### Exercise
If a line of the data below holds the word "allowed", list it.

** Opening Data section block **

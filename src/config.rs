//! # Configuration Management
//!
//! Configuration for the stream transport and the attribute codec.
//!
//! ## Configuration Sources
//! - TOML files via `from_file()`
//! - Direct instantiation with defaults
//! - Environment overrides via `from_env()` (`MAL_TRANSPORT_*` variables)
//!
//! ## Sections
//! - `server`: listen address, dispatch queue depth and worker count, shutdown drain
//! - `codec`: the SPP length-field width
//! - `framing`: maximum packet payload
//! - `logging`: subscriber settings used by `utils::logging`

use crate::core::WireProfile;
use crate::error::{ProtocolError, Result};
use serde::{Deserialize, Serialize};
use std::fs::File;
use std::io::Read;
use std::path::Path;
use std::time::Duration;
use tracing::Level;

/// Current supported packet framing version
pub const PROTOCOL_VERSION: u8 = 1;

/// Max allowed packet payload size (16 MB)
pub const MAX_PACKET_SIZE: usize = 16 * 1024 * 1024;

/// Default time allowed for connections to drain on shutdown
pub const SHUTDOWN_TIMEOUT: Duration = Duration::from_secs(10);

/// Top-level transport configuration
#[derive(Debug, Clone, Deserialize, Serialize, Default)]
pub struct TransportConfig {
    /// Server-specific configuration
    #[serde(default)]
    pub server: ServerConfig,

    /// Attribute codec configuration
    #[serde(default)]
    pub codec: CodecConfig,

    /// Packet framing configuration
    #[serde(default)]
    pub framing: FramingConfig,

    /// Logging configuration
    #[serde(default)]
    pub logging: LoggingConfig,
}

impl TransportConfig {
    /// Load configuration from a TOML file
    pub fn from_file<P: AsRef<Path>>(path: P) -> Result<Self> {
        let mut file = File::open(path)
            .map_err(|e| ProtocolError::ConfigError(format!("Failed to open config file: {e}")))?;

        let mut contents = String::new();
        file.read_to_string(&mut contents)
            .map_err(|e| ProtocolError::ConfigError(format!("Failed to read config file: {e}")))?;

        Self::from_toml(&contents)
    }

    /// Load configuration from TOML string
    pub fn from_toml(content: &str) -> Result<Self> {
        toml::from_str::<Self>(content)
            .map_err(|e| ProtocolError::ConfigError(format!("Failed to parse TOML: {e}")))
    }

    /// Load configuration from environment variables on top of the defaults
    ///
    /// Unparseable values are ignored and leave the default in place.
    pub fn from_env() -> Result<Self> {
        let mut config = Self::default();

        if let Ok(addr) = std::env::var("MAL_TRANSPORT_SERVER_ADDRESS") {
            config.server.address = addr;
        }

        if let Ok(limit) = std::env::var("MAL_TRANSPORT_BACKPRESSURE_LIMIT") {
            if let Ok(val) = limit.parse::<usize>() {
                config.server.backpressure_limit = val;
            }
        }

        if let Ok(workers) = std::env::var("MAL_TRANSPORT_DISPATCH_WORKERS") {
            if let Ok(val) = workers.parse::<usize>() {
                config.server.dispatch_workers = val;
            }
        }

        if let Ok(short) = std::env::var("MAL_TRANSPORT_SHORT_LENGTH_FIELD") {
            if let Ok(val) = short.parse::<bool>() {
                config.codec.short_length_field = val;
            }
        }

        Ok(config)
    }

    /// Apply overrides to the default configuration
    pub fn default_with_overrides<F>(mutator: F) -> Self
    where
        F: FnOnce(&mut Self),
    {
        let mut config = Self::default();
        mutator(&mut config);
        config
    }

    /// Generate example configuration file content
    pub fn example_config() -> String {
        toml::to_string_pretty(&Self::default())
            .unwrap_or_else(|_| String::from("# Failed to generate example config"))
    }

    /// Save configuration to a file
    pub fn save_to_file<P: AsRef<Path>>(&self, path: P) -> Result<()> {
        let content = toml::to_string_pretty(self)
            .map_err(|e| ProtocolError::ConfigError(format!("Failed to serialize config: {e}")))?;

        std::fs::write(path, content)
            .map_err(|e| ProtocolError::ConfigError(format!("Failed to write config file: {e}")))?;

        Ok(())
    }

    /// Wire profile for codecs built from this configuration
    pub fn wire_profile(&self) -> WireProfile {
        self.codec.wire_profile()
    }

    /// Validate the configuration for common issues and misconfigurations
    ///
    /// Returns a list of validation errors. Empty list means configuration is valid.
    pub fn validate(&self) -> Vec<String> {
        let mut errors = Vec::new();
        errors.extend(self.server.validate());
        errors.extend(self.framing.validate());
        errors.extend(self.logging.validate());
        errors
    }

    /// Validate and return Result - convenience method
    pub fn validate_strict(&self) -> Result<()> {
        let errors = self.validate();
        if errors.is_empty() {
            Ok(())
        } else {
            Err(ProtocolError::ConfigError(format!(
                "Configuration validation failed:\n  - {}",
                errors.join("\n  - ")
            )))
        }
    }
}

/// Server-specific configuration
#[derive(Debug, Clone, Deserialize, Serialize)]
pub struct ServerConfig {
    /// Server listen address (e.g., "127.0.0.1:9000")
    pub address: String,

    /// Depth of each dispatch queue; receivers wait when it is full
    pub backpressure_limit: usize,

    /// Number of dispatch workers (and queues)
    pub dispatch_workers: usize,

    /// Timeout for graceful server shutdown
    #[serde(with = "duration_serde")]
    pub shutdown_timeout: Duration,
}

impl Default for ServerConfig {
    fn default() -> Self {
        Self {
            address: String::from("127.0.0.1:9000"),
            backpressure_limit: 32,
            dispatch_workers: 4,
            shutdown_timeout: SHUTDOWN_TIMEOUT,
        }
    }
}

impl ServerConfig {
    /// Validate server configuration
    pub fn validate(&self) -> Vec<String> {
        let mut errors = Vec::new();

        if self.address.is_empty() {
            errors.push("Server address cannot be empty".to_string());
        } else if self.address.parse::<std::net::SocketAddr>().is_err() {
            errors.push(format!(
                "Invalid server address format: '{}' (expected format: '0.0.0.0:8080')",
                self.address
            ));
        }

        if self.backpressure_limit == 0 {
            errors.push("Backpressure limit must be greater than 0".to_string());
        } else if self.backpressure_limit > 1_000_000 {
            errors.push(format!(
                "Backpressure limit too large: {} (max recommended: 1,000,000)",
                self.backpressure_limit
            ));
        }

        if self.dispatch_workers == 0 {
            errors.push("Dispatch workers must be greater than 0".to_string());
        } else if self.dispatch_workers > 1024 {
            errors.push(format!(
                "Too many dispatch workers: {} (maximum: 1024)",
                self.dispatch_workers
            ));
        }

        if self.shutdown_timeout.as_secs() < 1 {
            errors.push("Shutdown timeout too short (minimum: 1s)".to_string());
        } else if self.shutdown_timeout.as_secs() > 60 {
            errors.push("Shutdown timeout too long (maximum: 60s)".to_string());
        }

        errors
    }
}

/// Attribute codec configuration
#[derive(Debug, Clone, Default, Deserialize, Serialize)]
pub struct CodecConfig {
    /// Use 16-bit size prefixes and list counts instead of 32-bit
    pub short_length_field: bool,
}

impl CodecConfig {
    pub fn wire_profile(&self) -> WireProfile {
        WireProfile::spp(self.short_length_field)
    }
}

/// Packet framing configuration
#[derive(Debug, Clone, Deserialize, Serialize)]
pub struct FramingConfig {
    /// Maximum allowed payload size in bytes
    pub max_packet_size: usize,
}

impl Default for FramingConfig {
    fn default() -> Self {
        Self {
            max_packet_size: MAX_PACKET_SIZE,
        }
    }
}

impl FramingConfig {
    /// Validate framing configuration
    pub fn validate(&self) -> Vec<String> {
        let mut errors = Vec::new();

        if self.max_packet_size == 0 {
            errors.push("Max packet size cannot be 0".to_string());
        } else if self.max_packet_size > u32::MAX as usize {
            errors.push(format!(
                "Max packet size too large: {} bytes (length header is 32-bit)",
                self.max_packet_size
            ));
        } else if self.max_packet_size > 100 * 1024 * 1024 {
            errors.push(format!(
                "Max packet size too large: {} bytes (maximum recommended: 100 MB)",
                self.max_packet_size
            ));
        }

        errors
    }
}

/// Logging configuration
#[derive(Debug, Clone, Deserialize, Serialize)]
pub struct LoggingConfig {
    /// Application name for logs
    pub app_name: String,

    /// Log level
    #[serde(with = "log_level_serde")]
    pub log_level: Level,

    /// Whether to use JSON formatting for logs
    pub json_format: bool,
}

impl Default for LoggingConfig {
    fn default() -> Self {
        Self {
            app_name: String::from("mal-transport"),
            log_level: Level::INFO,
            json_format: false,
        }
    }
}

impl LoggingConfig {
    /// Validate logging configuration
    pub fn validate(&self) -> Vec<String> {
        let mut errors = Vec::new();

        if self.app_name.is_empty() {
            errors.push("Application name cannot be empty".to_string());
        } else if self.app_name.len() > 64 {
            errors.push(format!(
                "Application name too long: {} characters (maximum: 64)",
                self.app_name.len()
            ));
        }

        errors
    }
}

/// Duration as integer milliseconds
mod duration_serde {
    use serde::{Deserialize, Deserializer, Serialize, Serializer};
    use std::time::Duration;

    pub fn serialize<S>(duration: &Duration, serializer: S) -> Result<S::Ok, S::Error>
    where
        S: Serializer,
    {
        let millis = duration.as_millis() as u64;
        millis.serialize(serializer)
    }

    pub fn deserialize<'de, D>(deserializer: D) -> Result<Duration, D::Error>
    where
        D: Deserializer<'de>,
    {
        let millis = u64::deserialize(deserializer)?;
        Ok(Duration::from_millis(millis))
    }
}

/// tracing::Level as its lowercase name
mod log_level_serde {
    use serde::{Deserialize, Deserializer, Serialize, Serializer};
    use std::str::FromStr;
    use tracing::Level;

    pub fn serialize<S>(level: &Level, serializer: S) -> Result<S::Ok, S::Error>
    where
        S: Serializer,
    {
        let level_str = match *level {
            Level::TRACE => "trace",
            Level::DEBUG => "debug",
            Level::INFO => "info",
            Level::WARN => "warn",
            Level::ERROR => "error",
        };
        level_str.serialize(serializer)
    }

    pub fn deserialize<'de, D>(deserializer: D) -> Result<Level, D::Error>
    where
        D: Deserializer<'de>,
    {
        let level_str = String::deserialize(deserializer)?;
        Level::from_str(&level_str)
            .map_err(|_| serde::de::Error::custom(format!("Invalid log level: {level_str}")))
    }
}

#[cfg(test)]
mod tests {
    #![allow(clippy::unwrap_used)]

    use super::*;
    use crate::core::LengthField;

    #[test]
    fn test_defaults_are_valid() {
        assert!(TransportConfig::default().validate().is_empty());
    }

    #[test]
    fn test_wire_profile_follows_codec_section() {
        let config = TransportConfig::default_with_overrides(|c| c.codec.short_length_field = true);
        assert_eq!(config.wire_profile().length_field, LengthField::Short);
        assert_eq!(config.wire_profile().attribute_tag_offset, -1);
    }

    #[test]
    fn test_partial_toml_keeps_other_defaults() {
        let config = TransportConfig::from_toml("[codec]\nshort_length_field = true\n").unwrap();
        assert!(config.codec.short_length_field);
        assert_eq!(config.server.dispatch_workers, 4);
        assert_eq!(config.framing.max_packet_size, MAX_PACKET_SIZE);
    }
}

** Closing Data section block **

### Written answer
/// Max allowed packet payload size (16 MB)
/// Default time allowed for connections to drain on shutdown
    /// Maximum allowed payload size in bytes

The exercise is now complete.